No one can deny that the last decade have been kind to the complete insurance sector in India. The overall insurance saturation has reached 2.71 per cent in 2001 to 3.69 per cent in 2017 in India.
Gross premiums on paper reached Rs 5, 78,000 crores ($82.8 billion) in the year 2019, with, Rs 4,08,000 crore ($58.5 billion) from life insurance and Rs 1,69,000 crore ($24.3 billion) from non-life insurance sector in India.
Few vital aspects that have contributed to this growth are enabling policy reforms, increasing embracing of technology, positive demographics changes and increasing education. Going forward in this fashion, the Indian insurance industry is likely to continue growing at a strong clip, reaching a market size of Rs 19,56,920 crore ($280 billion) by the end of year 2020.
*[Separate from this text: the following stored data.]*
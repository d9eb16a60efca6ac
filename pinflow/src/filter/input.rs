// SPDX-FileCopyrightText: 2025 Contributors to the pinflow project.
// SPDX-License-Identifier: Apache-2.0

use std::sync::Arc;

use tracing::{debug, error, trace, warn};

use crate::{
    Error, FormatDescriptor, Result, Sample,
    config::DeliveryMode,
    filter::{
        FilterImpl, FilterShared, FilterState, Outputs, Render,
        delivery::{Route, drain_sync},
        flush,
    },
    lockcheck,
    pin::{Connection, Direction, InputEndpoint, Peer, PinId, PinKey},
    pool::PoolRequest,
};

/// The consumer endpoint of one input pin, handed to upstream producers.
pub(crate) struct InputPinRef<T> {
    shared: Arc<FilterShared<T>>,
    pin: PinId,
}

impl<T: FilterImpl> InputPinRef<T> {
    pub(crate) fn new(shared: Arc<FilterShared<T>>, pin: PinId) -> Self {
        Self { shared, pin }
    }

    /// Hands `sample` to a lock-free renderer, then applies the same
    /// failure handling as a locked receive.
    fn render(&self, render: &dyn Render, sample: Sample) -> Result<()> {
        lockcheck::assert_not_held("Render::render");
        let result = render.render(sample);
        if let Err(err) = &result {
            if err.is_fatal() {
                self.shared
                    .lock()?
                    .fail_stream(self.shared.name(), self.pin, err);
                self.shared.wake();
            }
        }
        result
    }

    fn drain(&self, routes: Vec<(PinId, Route)>) -> Result<()> {
        for (pin, route) in routes {
            drain_sync(&self.shared, pin, &route)?;
        }
        Ok(())
    }
}

impl<T: FilterImpl> InputEndpoint for InputPinRef<T> {
    fn key(&self) -> PinKey {
        self.shared.key(self.pin)
    }

    fn query_accept(&self, format: &FormatDescriptor) -> Result<()> {
        let inner = self.shared.lock()?;
        inner.pin(self.pin)?;
        inner.imp.query_accept(self.pin, format, None)
    }

    fn receive_connection(&self, upstream: PinKey, format: &FormatDescriptor) -> Result<()> {
        let mut inner = self.shared.lock()?;
        inner.require_stopped("receive connection requires a stopped filter")?;
        let p = inner.pin(self.pin)?;
        if p.direction != Direction::Input {
            return Err(Error::InvalidArg(format!("{} is not an input pin", self.pin)));
        }
        if p.connection.is_some() {
            return Err(Error::AlreadyConnected);
        }
        if let Err(err) = inner.imp.query_accept(self.pin, format, None) {
            debug!("{}: refused {:?}: {}", self.shared.name(), format.subtype, err);
            return Err(Error::NoAcceptableFormat);
        }
        let p = inner.pin_mut(self.pin)?;
        p.connection = Some(Connection {
            format: format.clone(),
            peer: Peer::Upstream(upstream),
        });
        p.stream = Default::default();
        debug!(
            "{}: {} accepted connection from {:?}",
            self.shared.name(),
            self.pin,
            upstream
        );
        Ok(())
    }

    fn disconnect(&self) -> Result<()> {
        let peers = {
            let mut inner = self.shared.lock()?;
            inner.require_stopped("disconnect requires a stopped filter")?;
            let p = inner.pin_mut(self.pin)?;
            p.connection.take().ok_or(Error::NotConnected)?;
            p.stream = Default::default();
            inner.disconnect_outputs()
        };
        debug!("{}: {} disconnected by upstream", self.shared.name(), self.pin);
        for peer in peers {
            if let Err(err) = peer.disconnect() {
                warn!("{}: cascading disconnect failed: {}", self.shared.name(), err);
            }
        }
        Ok(())
    }

    fn allocator_request(&self) -> PoolRequest {
        match self.shared.lock() {
            Ok(inner) => inner.imp.allocator_request(self.pin),
            Err(err) => {
                warn!("{}: {}", self.shared.name(), err);
                PoolRequest::default()
            }
        }
    }

    fn receive(&self, sample: Sample) -> Result<()> {
        lockcheck::assert_not_held("InputEndpoint::receive");
        let (result, routes) = {
            let mut guard = self.shared.lock()?;
            let inner = &mut *guard;
            let p = inner.pin(self.pin)?;
            if p.connection.is_none() {
                return Err(Error::NotConnected);
            }
            if inner.state == FilterState::Stopped {
                return Err(Error::WrongState("filter is stopped"));
            }
            if p.stream.end_of_stream {
                return Err(Error::RejectedEos);
            }
            if p.stream.flushing {
                return Err(Error::RejectedFlushing);
            }
            if p.stream.halted {
                return Err(Error::DeliveryHalted);
            }
            let outputs: Vec<PinId> = inner.connected_outputs().collect();
            if !outputs.is_empty() && outputs.iter().all(|o| inner.pins[o.0].delivery.done) {
                return Err(Error::DeliveryHalted);
            }

            trace!("{}: received {:?} on {}", self.shared.name(), sample, self.pin);
            if let Some(render) = inner.imp.renderer(self.pin) {
                drop(guard);
                return self.render(render.as_ref(), sample);
            }
            let result = inner
                .imp
                .receive(self.pin, sample, &mut Outputs::new(&mut inner.pins));
            if let Err(err) = &result {
                if err.is_fatal() {
                    inner.fail_stream(self.shared.name(), self.pin, err);
                }
            }
            self.shared.wake();
            (result, inner.sync_routes(&self.shared.config))
        };
        self.drain(routes)?;
        result
    }

    fn receive_can_block(&self) -> bool {
        if self.shared.config.delivery == DeliveryMode::Synchronous {
            return true;
        }
        self.shared
            .lock()
            .is_ok_and(|inner| inner.imp.receive_can_block())
    }

    fn end_of_stream(&self) -> Result<()> {
        lockcheck::assert_not_held("InputEndpoint::end_of_stream");
        let (result, routes) = {
            let mut guard = self.shared.lock()?;
            let inner = &mut *guard;
            let p = inner.pin(self.pin)?;
            if p.connection.is_none() {
                return Err(Error::NotConnected);
            }
            if inner.state == FilterState::Stopped {
                return Err(Error::WrongState("filter is stopped"));
            }
            if p.stream.flushing {
                return Err(Error::RejectedFlushing);
            }
            if p.stream.end_of_stream {
                return Err(Error::RejectedEos);
            }
            let halted = p.stream.halted;
            inner.pin_mut(self.pin)?.stream.end_of_stream = true;

            let result = if halted {
                Ok(())
            } else {
                inner
                    .imp
                    .end_of_stream(self.pin, &mut Outputs::new(&mut inner.pins))
            };
            if let Err(err) = &result {
                error!("{}: draining at end-of-stream failed: {}", self.shared.name(), err);
            }
            inner.seal_outputs();
            debug!("{}: end-of-stream on {}", self.shared.name(), self.pin);
            self.shared.wake();
            (result, inner.sync_routes(&self.shared.config))
        };
        self.drain(routes)?;
        result
    }

    fn begin_flush(&self) -> Result<()> {
        flush::begin_flush(&self.shared, Some(self.pin))
    }

    fn end_flush(&self) -> Result<()> {
        flush::end_flush(&self.shared, Some(self.pin))
    }
}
Why is the insurance industry crucial to the economic development and growth of a country?
- The insurance industry boosts up risk taking while at the same time securing its growth.
- Furthermore, since the assets under management of insurance companies represent long-term capital, they act as a pool to invest in long-term projects like the infrastructure development.
- Insurance plays a fundamental role in the rising the overall economy of a country.
- It further protects the future earnings and savings of individuals and companies.
- It enables risk transfer and smoothes out the risk patterns, thereby shielding the GDP of a country.
- Since measuring the premiums as a percentage of GDP and determining the level of penetration is not appropriate, the premiums are fees to protect the GDP. Relatively, an appropriate measure would be required to see what proportion of the GDP the sums guaranteed cover.
In this manner with the fullness of time, adequate penetration should be measured by the following approach:
- The total life insurance figures assured should be approximately around 5–10 times of the total incomes generated.
- The total assets and liabilities earned by the economy should cover up to approximately 80–90%.
- The compactness of insurance should be taken into consideration as per the average percentage of people above the poverty line who are insured.
- Ultimately, the percentage of the population covered by government and social schemes should be considered.
The mass conglomeration of the above figures will provide an accurate and exact assessment of insurance penetration. Although India might still feature among the low penetration economies, some surprises may be in store for all. At last, simply adopting technology and automating the processes will not eliminate or eradicate inefficiencies. New technology gives birth to new capabilities and processes should be redesigned consequently to reduce wastage and glee customers
A change in overall approach is the need of the hour whereby technology should be viewed as a fundamental business tool rather than just an operational and process tool. The natural inhibition in a regulated industry can be doled out with if organisations work with all stakeholders, including regulators and the Government. The hale and hearty interest regulators are showing in sandboxes bodes well for the industry.